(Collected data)

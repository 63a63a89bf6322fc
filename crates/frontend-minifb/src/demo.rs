//! Built-in board demo: stands in for firmware driving the LCD.
//!
//! Reproduces the behavior of the classic development-board display demo on
//! a 16×2 panel with five buttons:
//!
//! - **B1** (up): turn the display on and show the welcome screen
//! - **B2** (left): put text 1 on the upper line
//! - **B3** (middle): hold to slide the selected line's text
//! - **B4** (right): put text 2 on the lower line
//! - **B5** (down): say goodbye and turn the display off
//!
//! All traffic goes through the 4-bit pin interface, including the real
//! power-on sequence, so the demo doubles as an end-to-end exercise of the
//! bus adapter. A small set of custom glyphs (a runner-and-obstacles tile
//! set) is uploaded to CGRAM at startup and drawn on the welcome screen.

use charlcd_core::{PinBus, SharedHd44780};

pub const BUTTON_COUNT: usize = 5;
pub const BUTTON_NAMES: [&str; BUTTON_COUNT] = ["B1", "B2", "B3", "B4", "B5"];

const TEXT1: &[u8] = b"Conflux";
const TEXT2: &[u8] = b"Rampard";
const COLS: usize = 16;

/// Steps between slide ticks while B3 is held (~125 ms at 64 steps/s).
const SLIDE_PERIOD: u32 = 8;

/// Custom glyph tile set uploaded to CGRAM. Glyph 0 stays blank so cleared
/// (zeroed) DDRAM renders as an empty panel.
const CHARMAP: [[u8; 8]; 8] = [
    [0, 0, 0, 0, 0, 0, 0, 0],                         // empty
    [0, 0, 0, 0, 0, 0b10101, 0b01110, 0],             // air obstacle
    [0, 0, 0, 0, 0b00011, 0b11110, 0b00110, 0b00100], // runner airborne
    [0, 0, 0, 0, 0, 0, 0, 0b11111],                   // ground
    [0, 0, 0, 0b00110, 0b01100, 0b00100, 0b00100, 0b11111], // ground obstacle
    [0, 0, 0, 0b00011, 0b11110, 0b00110, 0b00100, 0b11111], // runner on ground
    [0b00011, 0b11110, 0b00110, 0b00100, 0, 0, 0, 0b11111], // runner mid-jump
    [0b11111, 0b11111, 0b11111, 0b11111, 0b11111, 0b11111, 0b11111, 0b11111], // solid
];

/// Decorative strip for the welcome screen's lower line (custom codes).
const WELCOME_STRIP: [u8; COLS] = [3, 3, 5, 3, 4, 3, 3, 1, 3, 3, 4, 3, 3, 2, 3, 3];

#[derive(Clone, Copy, PartialEq, Eq)]
enum Line {
    None,
    Upper,
    Lower,
}

/// Firmware stand-in: owns the bus and reacts to button edges.
pub struct BoardDemo {
    lcd: SharedHd44780,
    bus: PinBus,
    lcd_on: bool,
    line: Line,
    text: [u8; COLS],
    /// Button-release latch: a press only registers after all buttons were
    /// seen released, like the original firmware's debounce flag.
    released: bool,
    slide_tick: u32,
}

impl BoardDemo {
    /// Create the demo and run the panel's power-on initialization.
    pub fn new(lcd: SharedHd44780) -> Self {
        let mut demo = BoardDemo {
            lcd,
            bus: PinBus::new(),
            lcd_on: false,
            line: Line::None,
            text: [b' '; COLS],
            released: true,
            slide_tick: 0,
        };
        demo.init_panel();
        demo
    }

    /// Replay the datasheet init dance over the raw pins, then configure
    /// the controller and upload the custom glyph set.
    fn init_panel(&mut self) {
        let bus = &mut self.bus;
        self.lcd.with(|lcd| {
            // Chip starts in 8-bit mode with only D4-D7 wired: three 0x3
            // nibbles, then 0x2 to drop to the 4-bit interface.
            for _ in 0..3 {
                bus.set_data(0x30);
                bus.strobe(lcd);
            }
            bus.set_data(0x20);
            bus.strobe(lcd);

            bus.send(lcd, false, 0x28); // 4-bit, 2 lines, 5x8 font
            bus.send(lcd, false, 0x08); // display off
            bus.send(lcd, false, 0x01); // clear
            bus.send(lcd, false, 0x06); // entry mode: increment, no shift

            // CGRAM upload
            for (i, glyph) in CHARMAP.iter().enumerate() {
                bus.send(lcd, false, 0x40 | (i as u8 * 8));
                for &row in glyph {
                    bus.send(lcd, true, row);
                }
            }
            bus.send(lcd, false, 0x80); // back to DDRAM addressing
        });
    }

    fn command(&mut self, byte: u8) {
        let bus = &mut self.bus;
        self.lcd.with(|lcd| bus.send(lcd, false, byte));
    }

    fn data(&mut self, byte: u8) {
        let bus = &mut self.bus;
        self.lcd.with(|lcd| bus.send(lcd, true, byte));
    }

    fn write_line(&mut self, line: Line, text: &[u8; COLS]) {
        self.command(match line {
            Line::Lower => 0x80 | 0x40,
            _ => 0x80,
        });
        for &b in text {
            self.data(b);
        }
    }

    fn set_text(&mut self, src: &[u8]) {
        self.text = [b' '; COLS];
        self.text[..src.len().min(COLS)].copy_from_slice(&src[..src.len().min(COLS)]);
    }

    /// Advance the demo one step (~15 ms) with the current button levels
    /// (true = pressed), ordered B1..B5.
    pub fn step(&mut self, buttons: [bool; BUTTON_COUNT]) {
        let [b1, b2, b3, b4, b5] = buttons;

        if self.released && b1 && !self.lcd_on {
            self.command(0x0C); // display on
            self.command(0x01); // clear
            self.set_text(b"    Welcome     ");
            let text = self.text;
            self.write_line(Line::Upper, &text);
            self.write_line(Line::Lower, &WELCOME_STRIP);
            self.released = false;
            self.lcd_on = true;
            self.line = Line::None;
        }

        if self.released && b2 && self.lcd_on {
            self.command(0x01);
            self.set_text(TEXT1);
            let text = self.text;
            self.write_line(Line::Upper, &text);
            self.released = false;
            self.line = Line::Upper;
        }

        if b3 && self.lcd_on && self.line != Line::None {
            self.slide_tick += 1;
            if self.slide_tick >= SLIDE_PERIOD {
                self.slide_tick = 0;
                self.text.rotate_left(1);
                let (line, text) = (self.line, self.text);
                self.write_line(line, &text);
            }
        } else {
            self.slide_tick = 0;
        }

        if self.released && b4 && self.lcd_on {
            self.command(0x01);
            self.set_text(TEXT2);
            let text = self.text;
            self.write_line(Line::Lower, &text);
            self.released = false;
            self.line = Line::Lower;
        }

        if self.released && b5 && self.lcd_on {
            self.command(0x01);
            self.set_text(b"    Turn OFF    ");
            let text = self.text;
            self.write_line(Line::Upper, &text);
            self.command(0x08); // display off
            self.released = false;
            self.lcd_on = false;
            self.line = Line::None;
        }

        if !(b1 || b2 || b3 || b4 || b5) {
            self.released = true;
        }
    }
}

#[cfg(test)]
mod tests {
    use super::*;
    use charlcd_core::Hd44780;

    fn press(demo: &mut BoardDemo, idx: usize, steps: u32) {
        let mut buttons = [false; BUTTON_COUNT];
        buttons[idx] = true;
        for _ in 0..steps {
            demo.step(buttons);
        }
        for _ in 0..2 {
            demo.step([false; BUTTON_COUNT]);
        }
    }

    #[test]
    fn test_welcome_screen() {
        let shared = SharedHd44780::new(Hd44780::new(16, 2));
        let mut demo = BoardDemo::new(shared.clone());
        assert!(!shared.snapshot().display_on);

        press(&mut demo, 0, 1); // B1
        let snap = shared.snapshot();
        assert!(snap.display_on);
        assert_eq!(snap.row(0), b"    Welcome     ");
        assert_eq!(snap.row(1), &WELCOME_STRIP);
    }

    #[test]
    fn test_cgram_uploaded_via_bus() {
        let shared = SharedHd44780::new(Hd44780::new(16, 2));
        let _demo = BoardDemo::new(shared.clone());
        let snap = shared.snapshot();
        assert_eq!(snap.cgram_glyph(3), &CHARMAP[3]); // ground tile
        assert_eq!(snap.cgram_glyph(7), &[0b11111; 8]);
        assert!(!snap.in_cgram); // left back in DDRAM addressing
    }

    #[test]
    fn test_text_lines_and_slide() {
        let shared = SharedHd44780::new(Hd44780::new(16, 2));
        let mut demo = BoardDemo::new(shared.clone());
        press(&mut demo, 0, 1); // on
        press(&mut demo, 1, 1); // B2: text 1 upper
        assert_eq!(shared.snapshot().row(0), b"Conflux         ");

        press(&mut demo, 3, 1); // B4: text 2 lower
        let snap = shared.snapshot();
        assert_eq!(snap.row(1), b"Rampard         ");
        // B4 cleared the display first
        assert!(snap.row(0).iter().all(|&b| b == 0));

        // hold B3 long enough for one slide tick
        press(&mut demo, 2, SLIDE_PERIOD);
        assert_eq!(shared.snapshot().row(1), b"ampard         R");
    }

    #[test]
    fn test_release_latch_blocks_held_button() {
        let shared = SharedHd44780::new(Hd44780::new(16, 2));
        let mut demo = BoardDemo::new(shared.clone());
        // hold B1 across many steps: display turns on once; holding B5
        // pressed at the same time must not register without a release
        let mut buttons = [false; BUTTON_COUNT];
        buttons[0] = true;
        demo.step(buttons);
        assert!(shared.snapshot().display_on);
        buttons[4] = true;
        for _ in 0..10 {
            demo.step(buttons);
        }
        assert!(shared.snapshot().display_on);
    }

    #[test]
    fn test_turn_off() {
        let shared = SharedHd44780::new(Hd44780::new(16, 2));
        let mut demo = BoardDemo::new(shared.clone());
        press(&mut demo, 0, 1);
        press(&mut demo, 4, 1); // B5
        let snap = shared.snapshot();
        assert!(!snap.display_on);
        assert_eq!(snap.row(0), b"    Turn OFF    ");
    }
}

• Exercise: Go through the records above and copy every line with the word "pressed".

• Answer to the problem:
    /// (true = pressed), ordered B1..B5.
        // pressed at the same time must not register without a release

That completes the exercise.